Clerk: Well, Mr Ponsonby-Smythe, you may well be right, it probably would be a good idea to apologise to your instructing solicitor about the fact that you turned up late and with the wrong brief for the conference this afternoon.

If you substitute John for Mr Ponsonby-Smythe the sentence takes on a completely different feel and doesn’t quite convey the amount of sarcasm which is drizzled heavily on the original version.

This seemingly archaic use of title serves a more important purpose. The clerk acts as the gateway to the barrister and therefore needs to be accessible to clients. The barrister needs to retain a theatrical mystique to inspire respect from clients. The solicitor gets to speak to friendly cheeky chappy Bob or Trev or Dave rather than someone who finds jokes in Latin side splitting hilarious. The client gets the barrister he expects, Mr Ponsonby-Smythe complete with pocket watch, pinstripe trousers and masonic handshake rather than a Mike Reid sound-a-like. It is worth noting that some barristers jog in to conference and say “call me John” but it always reminds me of an over enthusiastic English supply teacher who was drafted in at short notice after Miss Jones was caught inebriated and in a compromising position with one of the sixth formers at the school disco. I have never required the services of a barrister but I would prefer a Ponsonby-Smythe to an overly chummy “call me John” type.

The clerk acts as the conduit for communication between barrister and solicitor. This often requires the clerk to translate what is being said and filter out such minor slights that could possibly cause offence.

Ponsonby-Smythe: When is Johnson going to send me the bloody brief on this fraud trial, doesn’t he realise how busy I am. I simply won’t be able to prepare it in time for the conference unless it is here tomorrow. He is always late with his briefs tell him to jolly well buck his ideas up or I may have to take my services elsewhere.

Clerk: Hello Bill, Mr. Ponsonby-Smythe is keen to get stuck in preparing for the conference next week.

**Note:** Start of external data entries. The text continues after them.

//! Frozen base layers and their weight backups.
//!
//! A [`BaseLayer`] is the pretrained linear or convolutional layer an adapter
//! targets. Its weight is only ever replaced as a whole (MLX arrays are
//! immutable), so a backup is just the retained handle of the pristine array.
//!
//! Backups follow a small state machine:
//!
//! ```text
//!   (none) --backup--> Pristine --merge--> Merged --restore--> Restored
//!                         ^                  |  ^                  |
//!                         |                  +--+ merge            |
//!                         +-------------------backup---------------+
//! ```

use std::cell::RefCell;
use std::rc::Rc;

use mlx_rs::{Array, Dtype as MlxDtype};
use tracing::debug;

use crate::{LoraError, Result};

/// Shared handle to a base layer.
pub type SharedLayer = Rc<RefCell<BaseLayer>>;

/// Static shape description of a target layer.
#[derive(Debug, Clone, Copy, PartialEq, Eq)]
pub enum LayerGeometry {
    /// Dense layer, weight `[out_features, in_features]`.
    Linear {
        /// Input features.
        in_features: i32,
        /// Output features.
        out_features: i32,
    },
    /// 2-D convolution, weight `[out_channels, in_channels, kh, kw]`.
    Conv2d {
        /// Input channels.
        in_channels: i32,
        /// Output channels.
        out_channels: i32,
        /// Kernel size `(kh, kw)`.
        kernel: (i32, i32),
        /// Stride.
        stride: (i32, i32),
        /// Zero padding.
        padding: (i32, i32),
    },
}

impl LayerGeometry {
    /// Infer geometry from a checkpoint weight shape.
    ///
    /// Convolutions get stride 1 and "same" padding.
    pub fn from_weight_shape(shape: &[i32]) -> Option<Self> {
        match *shape {
            [out_features, in_features] => Some(Self::Linear {
                in_features,
                out_features,
            }),
            [out_channels, in_channels, kh, kw] => Some(Self::Conv2d {
                in_channels,
                out_channels,
                kernel: (kh, kw),
                stride: (1, 1),
                padding: (kh / 2, kw / 2),
            }),
            _ => None,
        }
    }

    /// Input dimension (features or channels).
    pub fn in_dim(&self) -> i32 {
        match *self {
            Self::Linear { in_features, .. } => in_features,
            Self::Conv2d { in_channels, .. } => in_channels,
        }
    }

    /// Output dimension (features or channels).
    pub fn out_dim(&self) -> i32 {
        match *self {
            Self::Linear { out_features, .. } => out_features,
            Self::Conv2d { out_channels, .. } => out_channels,
        }
    }

    /// Kernel size for convolutions.
    pub fn kernel(&self) -> Option<(i32, i32)> {
        match *self {
            Self::Linear { .. } => None,
            Self::Conv2d { kernel, .. } => Some(kernel),
        }
    }

    /// Whether this is a dense layer.
    pub fn is_linear(&self) -> bool {
        matches!(self, Self::Linear { .. })
    }

    /// Whether this is a 1x1 convolution.
    pub fn is_pointwise_conv(&self) -> bool {
        self.kernel() == Some((1, 1))
    }

    /// Expected weight shape.
    pub fn weight_shape(&self) -> Vec<i32> {
        match *self {
            Self::Linear {
                in_features,
                out_features,
            } => vec![out_features, in_features],
            Self::Conv2d {
                in_channels,
                out_channels,
                kernel: (kh, kw),
                ..
            } => vec![out_channels, in_channels, kh, kw],
        }
    }

    /// Module class name used during discovery.
    pub fn class_name(&self) -> &'static str {
        match self {
            Self::Linear { .. } => "Linear",
            Self::Conv2d { .. } => "Conv2d",
        }
    }
}

/// Position of a layer in the backup state machine.
#[derive(Debug, Clone, Copy, PartialEq, Eq)]
pub enum BackupState {
    /// Snapshot taken, weight equals the snapshot.
    Pristine,
    /// One or more deltas folded into the weight.
    Merged,
    /// Snapshot written back. Must be re-armed before the next merge.
    Restored,
}

#[derive(Debug, Clone)]
struct WeightBackup {
    snapshot: Array,
    state: BackupState,
}

/// A frozen pretrained layer.
#[derive(Debug, Clone)]
pub struct BaseLayer {
    geometry: LayerGeometry,
    weight: Array,
    bias: Option<Array>,
    backup: Option<WeightBackup>,
}

impl BaseLayer {
    /// Create a layer, checking the weight against the geometry.
    pub fn new(geometry: LayerGeometry, weight: Array, bias: Option<Array>) -> Result<Self> {
        let expected = geometry.weight_shape();
        if weight.shape() != expected.as_slice() {
            return Err(LoraError::ShapeMismatch(format!(
                "layer weight expected {:?}, got {:?}",
                expected,
                weight.shape()
            )));
        }
        if let Some(ref b) = bias {
            if b.shape() != [geometry.out_dim()] {
                return Err(LoraError::ShapeMismatch(format!(
                    "layer bias expected [{}], got {:?}",
                    geometry.out_dim(),
                    b.shape()
                )));
            }
        }
        Ok(Self {
            geometry,
            weight,
            bias,
            backup: None,
        })
    }

    /// Dense layer from a `[out, in]` weight.
    pub fn linear(weight: Array, bias: Option<Array>) -> Result<Self> {
        let geometry = match *weight.shape() {
            [out_features, in_features] => LayerGeometry::Linear {
                in_features,
                out_features,
            },
            _ => {
                return Err(LoraError::ShapeMismatch(format!(
                    "linear weight must be 2-D, got {:?}",
                    weight.shape()
                )))
            }
        };
        Self::new(geometry, weight, bias)
    }

    /// Convolution from an `[out, in, kh, kw]` weight.
    pub fn conv2d(
        weight: Array,
        bias: Option<Array>,
        stride: (i32, i32),
        padding: (i32, i32),
    ) -> Result<Self> {
        let geometry = match *weight.shape() {
            [out_channels, in_channels, kh, kw] => LayerGeometry::Conv2d {
                in_channels,
                out_channels,
                kernel: (kh, kw),
                stride,
                padding,
            },
            _ => {
                return Err(LoraError::ShapeMismatch(format!(
                    "conv2d weight must be 4-D, got {:?}",
                    weight.shape()
                )))
            }
        };
        Self::new(geometry, weight, bias)
    }

    /// Wrap into a shared handle.
    pub fn into_shared(self) -> SharedLayer {
        Rc::new(RefCell::new(self))
    }

    /// Layer geometry.
    pub fn geometry(&self) -> LayerGeometry {
        self.geometry
    }

    /// Current weight.
    pub fn weight(&self) -> &Array {
        &self.weight
    }

    /// Bias, if any.
    pub fn bias(&self) -> Option<&Array> {
        self.bias.as_ref()
    }

    /// Plain forward pass. Convolutions take and return NCHW activations.
    pub fn forward(&self, x: &Array) -> Result<Array> {
        match self.geometry {
            LayerGeometry::Linear { .. } => linear_forward(x, &self.weight, self.bias.as_ref()),
            LayerGeometry::Conv2d {
                stride, padding, ..
            } => {
                let y = conv2d_nchw(x, &self.weight, stride, padding)?;
                match self.bias {
                    Some(ref bias) => {
                        let bias = bias.reshape(&[1, self.geometry.out_dim(), 1, 1])?;
                        Ok(y.add(&bias)?)
                    }
                    None => Ok(y),
                }
            }
        }
    }

    /// Backup state, `None` when no snapshot has been taken.
    pub fn backup_state(&self) -> Option<BackupState> {
        self.backup.as_ref().map(|b| b.state)
    }

    /// Snapshot the pristine weight, or re-arm a restored backup.
    pub fn backup(&mut self) -> Result<()> {
        match self.backup_state() {
            None => {
                self.backup = Some(WeightBackup {
                    snapshot: self.weight.clone(),
                    state: BackupState::Pristine,
                });
                Ok(())
            }
            Some(BackupState::Restored) => {
                if let Some(b) = self.backup.as_mut() {
                    b.state = BackupState::Pristine;
                }
                Ok(())
            }
            from => Err(LoraError::IllegalTransition {
                operation: "backup",
                from,
            }),
        }
    }

    /// Add a full-precision delta to the weight.
    ///
    /// The sum is computed in f32 and cast to `dtype`, or to the weight's
    /// current dtype when `None`. Layers without a backup are merged
    /// irreversibly.
    pub fn merge_delta(&mut self, delta: &Array, dtype: Option<MlxDtype>) -> Result<()> {
        if let Some(ref b) = self.backup {
            if b.state == BackupState::Restored {
                return Err(LoraError::IllegalTransition {
                    operation: "merge",
                    from: Some(b.state),
                });
            }
        }
        if delta.shape() != self.weight.shape() {
            return Err(LoraError::ShapeMismatch(format!(
                "delta {:?} does not match weight {:?}",
                delta.shape(),
                self.weight.shape()
            )));
        }

        let dtype = dtype.unwrap_or(self.weight.dtype());
        let merged = self
            .weight
            .as_dtype(MlxDtype::Float32)?
            .add(&delta.as_dtype(MlxDtype::Float32)?)?
            .as_dtype(dtype)?;
        self.weight = merged;

        match self.backup {
            Some(ref mut b) => b.state = BackupState::Merged,
            None => debug!("merging into layer without backup"),
        }
        Ok(())
    }

    /// Write the snapshot back.
    pub fn restore(&mut self) -> Result<()> {
        match self.backup.as_mut() {
            Some(b) if b.state == BackupState::Merged => {
                self.weight = b.snapshot.clone();
                b.state = BackupState::Restored;
                Ok(())
            }
            other => Err(LoraError::IllegalTransition {
                operation: "restore",
                from: other.map(|b| b.state),
            }),
        }
    }
}

/// `x @ W.T + b`
pub(crate) fn linear_forward(x: &Array, weight: &Array, bias: Option<&Array>) -> Result<Array> {
    let y = x.matmul(&weight.t())?;
    match bias {
        Some(bias) => Ok(y.add(bias)?),
        None => Ok(y),
    }
}

/// Convolution over NCHW activations with an `[out, in, kh, kw]` weight.
pub(crate) fn conv2d_nchw(
    x: &Array,
    weight: &Array,
    stride: (i32, i32),
    padding: (i32, i32),
) -> Result<Array> {
    let x = x.transpose_axes(&[0, 2, 3, 1])?;
    let w = weight.transpose_axes(&[0, 2, 3, 1])?;
    let y = mlx_rs::ops::conv2d(&x, &w, stride, padding, None, None)?;
    Ok(y.transpose_axes(&[0, 3, 1, 2])?)
}

#[cfg(test)]
mod tests {
    use super::*;

    fn linear(out_features: i32, in_features: i32) -> BaseLayer {
        let w = mlx_rs::random::normal::<f32>(&[out_features, in_features], None, None, None)
            .unwrap();
        BaseLayer::linear(w, None).unwrap()
    }

    #[test]
    fn test_geometry_from_shape() {
        let g = LayerGeometry::from_weight_shape(&[64, 32, 3, 3]).unwrap();
        assert_eq!(g.in_dim(), 32);
        assert_eq!(g.out_dim(), 64);
        assert_eq!(g.kernel(), Some((3, 3)));
        assert!(!g.is_pointwise_conv());
        assert!(matches!(
            g,
            LayerGeometry::Conv2d {
                padding: (1, 1),
                ..
            }
        ));
        assert!(LayerGeometry::from_weight_shape(&[8]).is_none());
    }

    #[test]
    fn test_linear_forward_shape() {
        let layer = linear(16, 8);
        let x = mlx_rs::random::normal::<f32>(&[2, 3, 8], None, None, None).unwrap();
        let y = layer.forward(&x).unwrap();
        assert_eq!(y.shape(), &[2, 3, 16]);
    }

    #[test]
    fn test_conv_forward_shape() {
        let w = mlx_rs::random::normal::<f32>(&[6, 4, 3, 3], None, None, None).unwrap();
        let b = mlx_rs::ops::zeros::<f32>(&[6]).unwrap();
        let layer = BaseLayer::conv2d(w, Some(b), (1, 1), (1, 1)).unwrap();
        let x = mlx_rs::random::normal::<f32>(&[2, 4, 5, 5], None, None, None).unwrap();
        let y = layer.forward(&x).unwrap();
        assert_eq!(y.shape(), &[2, 6, 5, 5]);
    }

    #[test]
    fn test_rejects_bad_bias() {
        let w = mlx_rs::ops::zeros::<f32>(&[4, 2]).unwrap();
        let b = mlx_rs::ops::zeros::<f32>(&[3]).unwrap();
        assert!(BaseLayer::linear(w, Some(b)).is_err());
    }

    #[test]
    fn test_backup_state_machine() {
        let mut layer = linear(4, 4);
        assert_eq!(layer.backup_state(), None);

        // restore without a backup is rejected
        assert!(matches!(
            layer.restore(),
            Err(LoraError::IllegalTransition { from: None, .. })
        ));

        layer.backup().unwrap();
        assert_eq!(layer.backup_state(), Some(BackupState::Pristine));
        assert!(layer.backup().is_err());
        assert!(layer.restore().is_err());

        let delta = mlx_rs::ops::ones::<f32>(&[4, 4]).unwrap();
        layer.merge_delta(&delta, None).unwrap();
        layer.merge_delta(&delta, None).unwrap();
        assert_eq!(layer.backup_state(), Some(BackupState::Merged));

        layer.restore().unwrap();
        assert_eq!(layer.backup_state(), Some(BackupState::Restored));
        assert!(layer.restore().is_err());
        assert!(layer.merge_delta(&delta, None).is_err());

        layer.backup().unwrap();
        assert_eq!(layer.backup_state(), Some(BackupState::Pristine));
    }

    #[test]
    fn test_merge_without_backup_is_irreversible() {
        let mut layer = linear(4, 4);
        let delta = mlx_rs::ops::ones::<f32>(&[4, 4]).unwrap();
        layer.merge_delta(&delta, None).unwrap();
        assert_eq!(layer.backup_state(), None);
        assert!(layer.restore().is_err());
    }

    #[test]
    fn test_merge_keeps_storage_dtype() {
        let w = mlx_rs::ops::zeros::<f32>(&[4, 4])
            .unwrap()
            .as_dtype(MlxDtype::Float16)
            .unwrap();
        let mut layer = BaseLayer::linear(w, None).unwrap();
        let delta = mlx_rs::ops::ones::<f32>(&[4, 4]).unwrap();
        layer.merge_delta(&delta, None).unwrap();
        assert_eq!(layer.weight().dtype(), MlxDtype::Float16);

        layer.merge_delta(&delta, Some(MlxDtype::Float32)).unwrap();
        assert_eq!(layer.weight().dtype(), MlxDtype::Float32);
        let w = layer.weight().clone();
        w.eval().unwrap();
        assert!(w.as_slice::<f32>().iter().all(|&v| (v - 2.0).abs() < 1e-6));
    }

    #[test]
    fn test_merge_rejects_shape_mismatch() {
        let mut layer = linear(4, 4);
        let delta = mlx_rs::ops::ones::<f32>(&[4, 2]).unwrap();
        assert!(matches!(
            layer.merge_delta(&delta, None),
            Err(LoraError::ShapeMismatch(_))
        ));
    }
}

Is there any chance of getting the brief to me tomorrow, he knows how important the client is to you and really wants to dazzle him with his grasp of the case.

Bill Johnson: No problem Trev they will be with you tomorrow. Is he actually going to turn up on time then. That pilchard has been late for the last three cases I had him on. If he doesn’t pull his socks up I will find someone else to brief.

Clerk:  The brief will be here tomorrow Mr Ponsonby-Smythe. Mr Johnson asked if you could arrive a little early for the conference he is keen to go over a few things before you see the client.

Just where does the solicitor sit in the whole class sketch scenario? Both the clerk and barrister look down on the solicitor because well he or she isn’t a barrister. They both look up to the solicitor because without their work they would both be in trouble. I think that the barrister is Cleese, the solicitor Barker and the clerk Corbett but in this particular scene the clerk knows his place, it is somewhere above both of them.

It must appear oddly dysfunctional and swathed in bizarre Dickensian practices which have no place in the modern post-Clementi brave new world of legal services. But here is the funny thing, it works. Barristers and clerks complement each other perfectly, each brings something the other lacks. It’s not puppeteer and marionette, it’s not shark and remora fish, it’s certainly not master and servant. It’s more like a comedy double act.

I just haven’t worked out who the straight man is.

*The income reference is not as relevant now as there are very few (if any) 10% clerks# left.

†Named after Trev’s childhood sweetheart and wife of 30 years and Miss Essex runner up 1968, the divine Shirley.

# Clerks would originally receive 10% of their barristers earnings as their income, very successful clerks would often earn more than most of their barristers.